Bundesrat will Rentenalter nicht an Lebenserwartung koppeln
Der Bundesrat will die Koppelung des Rentenalters an die Lebenserwartung nicht in die Verfassung schreiben. Er empfiehlt deshalb, die Renteninitiative der Jungfreisinnigen abzulehnen. Nun kann das Parlament entscheiden.
Am Mittwoch verabschiedete der Bundesrat die Botschaft zur Initiative an die eidgenössischen Räte. Einen Gegenvorschlag - ob direkt oder indirekt - beantragt er nicht.
Die Volksinitiative «Für eine sichere und nachhaltige Altersvorsorge (Renteninitiative)» verlangt in einem ersten Schritt, das Rentenalter für Frauen und Männer in Stufen auf 66 Jahre anzuheben.
In einem zweiten Schritt soll das Rentenalter dann an die durchschnittliche Lebenserwartung der Wohnbevölkerung im Alter von 65 Jahren angepasst werden.
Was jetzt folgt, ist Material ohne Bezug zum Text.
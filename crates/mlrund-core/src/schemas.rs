// ABOUTME: Wire schemas for the frontend-spec endpoint: the FrontendSpec record and feature flags.
// ABOUTME: Includes the pure nuclio-streams gating rule driven by platform and engine versions.

use std::collections::HashMap;

use serde::{Deserialize, Serialize};

use crate::config::Resources;
use crate::runtimes::RuntimeKind;
use crate::version::Version;

/// Minimum iguazio platform version with stream support in the UI.
const NUCLIO_STREAMS_MIN_IGUAZIO_VERSION: Version = Version::new(3, 4, 0);
/// Minimum nuclio version exposing the stream management APIs.
const NUCLIO_STREAMS_MIN_NUCLIO_VERSION: Version = Version::new(1, 7, 8);

#[derive(Debug, Clone, Copy, PartialEq, Eq, Serialize, Deserialize)]
#[serde(rename_all = "lowercase")]
pub enum ProjectMembershipFeatureFlag {
    Enabled,
    Disabled,
}

#[derive(Debug, Clone, Copy, PartialEq, Eq, Serialize, Deserialize)]
#[serde(rename_all = "lowercase")]
pub enum AuthenticationFeatureFlag {
    None,
    Basic,
    Bearer,
    Iguazio,
}

#[derive(Debug, Clone, Copy, PartialEq, Eq, Serialize, Deserialize)]
#[serde(rename_all = "lowercase")]
pub enum NuclioStreamsFeatureFlag {
    Enabled,
    Disabled,
}

#[derive(Debug, Clone, Copy, PartialEq, Eq, Serialize, Deserialize)]
#[serde(rename_all = "lowercase")]
pub enum PreemptionNodesFeatureFlag {
    Enabled,
    Disabled,
}

/// Policy governing whether a function's pods may be scheduled on preemptible nodes.
#[derive(Debug, Clone, Copy, PartialEq, Eq, Serialize, Deserialize)]
#[serde(rename_all = "lowercase")]
pub enum PreemptionMode {
    Allow,
    Constrain,
    Prevent,
    None,
}

/// Enum-valued toggles gating platform capabilities for the requesting client.
#[derive(Debug, Clone, Serialize, Deserialize)]
pub struct FeatureFlags {
    pub project_membership: ProjectMembershipFeatureFlag,
    pub authentication: AuthenticationFeatureFlag,
    pub nuclio_streams: NuclioStreamsFeatureFlag,
    pub preemption_nodes: PreemptionNodesFeatureFlag,
}

/// The composite configuration record served to the UI by `GET /frontend-spec`.
///
/// Every field is derived at request time from process configuration, the
/// runtime registry, and (for the dashboard URL only) the identity service.
#[derive(Debug, Clone, Serialize, Deserialize)]
pub struct FrontendSpec {
    pub jobs_dashboard_url: Option<String>,
    pub abortable_function_kinds: Vec<RuntimeKind>,
    pub feature_flags: FeatureFlags,
    pub default_function_priority_class_name: Option<String>,
    pub default_function_image_by_kind: HashMap<RuntimeKind, String>,
    pub function_deployment_target_image_template: String,
    pub function_deployment_target_image_name_prefix_template: String,
    pub function_deployment_target_image_registries_to_enforce_prefix: Vec<String>,
    pub function_deployment_mlrun_command: String,
    pub default_artifact_path: String,
    pub default_function_pod_resources: Resources,
    pub default_function_preemption_mode: PreemptionMode,
}

/// Identity attributes for a verified session, as returned by the identity service.
#[derive(Debug, Clone, Default, PartialEq, Eq)]
pub struct AuthInfo {
    pub username: Option<String>,
    pub session: String,
    pub user_id: Option<String>,
    pub user_group_ids: Vec<String>,
}

impl AuthInfo {
    /// Auth info carrying only a raw session token, for auth modes without
    /// explicit verification.
    pub fn from_session(session: &str) -> Self {
        Self {
            session: session.to_string(),
            ..Self::default()
        }
    }
}

/// Nuclio streams are exposed in the UI only when both the iguazio platform
/// and the nuclio engine are recent enough. A missing or malformed version on
/// either side disables the feature.
pub fn resolve_nuclio_streams_flag(
    igz_version: Option<&str>,
    nuclio_version: Option<&str>,
) -> NuclioStreamsFeatureFlag {
    let igz = igz_version.and_then(|v| Version::parse(v).ok());
    let nuclio = nuclio_version.and_then(|v| Version::parse(v).ok());

    match (igz, nuclio) {
        (Some(igz), Some(nuclio))
            if igz >= NUCLIO_STREAMS_MIN_IGUAZIO_VERSION
                && nuclio >= NUCLIO_STREAMS_MIN_NUCLIO_VERSION =>
        {
            NuclioStreamsFeatureFlag::Enabled
        }
        _ => NuclioStreamsFeatureFlag::Disabled,
    }
}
Dies soll jährlich in Schritten von höchstens zwei Monaten erfolgen. Jeweils fünf Jahre vor der Pensionierung erfahren die Betroffenen ihr Rentenalter.
Der Bundesrat stellt sich gegen einen solchen Automatismus, wie er in seiner Mitteilung zur Botschaft schreibt. Damit werde weder die Situation auf dem Arbeitsmarkt berücksichtigt noch die soziale Situation der älteren Arbeitnehmerinnen und Arbeitnehmer.
Auch mit dem politischen System der Schweiz sei ein Automatismus nicht vereinbar, macht der Bundesrat geltend. Denn würde das Rentenalter und dessen Koppelung an die Lebenserwartung in der Verfassung verankert, hätten er selbst, das Parlament und auch das Volk keinen Spielraum mehr, um andere Kriterien zu berücksichtigen.
Ein höheres Rentenalter alleine löse die demografische Herausforderung für die AHV nicht, schreibt der Bundesrat schliesslich. Nötig sei dafür auch eine zusätzliche Finanzierung.
Eingereicht wurde die Renteninitiative von den Jungfreisinnigen. Die Rentenpolitik der Landesregierung sichere die Interessen der jungen Menschen nicht, kommentierten sie das Nein des Bundesrates. Die Begründung des Neins ist in den Augen der Jungpartei der FDP «fadenscheinig».
Zu Wort meldete sich auch der Verein Renteninitiative. Der Bundesrat wolle sich der grössten innenpolitischen Herausforderung, der nachhaltigen Sicherung der AHV, nicht annehmen, schrieb er. Die Landesregierung «ignoriert kalt die systemische Problematik der AHV».
Der Verein hält dem Bundesrat vor, mit seinen Berechnungen in der Botschaft lediglich bis 2032 die Auswirkungen der Renteninitiative nicht darzulegen. Die Bindung des AHV-Alters an die Lebenserwartung finde erst danach statt. Und gerade dieses Element der Initiative entlaste die Finanzen der AHV am stärksten und nachhaltig.
Der Bundesrat will statt auf die Renteninitiative auf die AHV-Reform setzen, die unter anderem für Frauen das Rentenalter 65 und älteren Frauen einen Ausgleich bringt sowie eine zusätzliche Finanzierung über die Mehrwertsteuer. Am 25. September entscheidet das Stimmvolk darüber.
Eine Vorlage für die Stabilisierung der AHV in den Jahren 2030 bis 2040 habe das Parlament bestellt, schreibt der Bundesrat zudem. Diese muss bis Ende 2026 vorliegen. Thema werde dann eine generelle Erhöhung des Rentenalters auf mehr als 65 Jahre sein, schreibt der Bundesrat in der Botschaft. Auch eine Verbindung von Lebenserwartung und Rentenalter auf Gesetzesebene will er dann prüfen.
Noch im Parlament hängig ist die Reform der beruflichen Vorsorge, die unter anderem eine Senkung des Umwandlungssatzes zur Berechnung der Renten von 6,8 auf 6,0 Prozent bringt. In den Räten umstritten ist die Form des Ausgleichs für die Übergangsgeneration. Zuletzt schickte der Ständerat die Vorlage deshalb auf eine Zusatzrunde.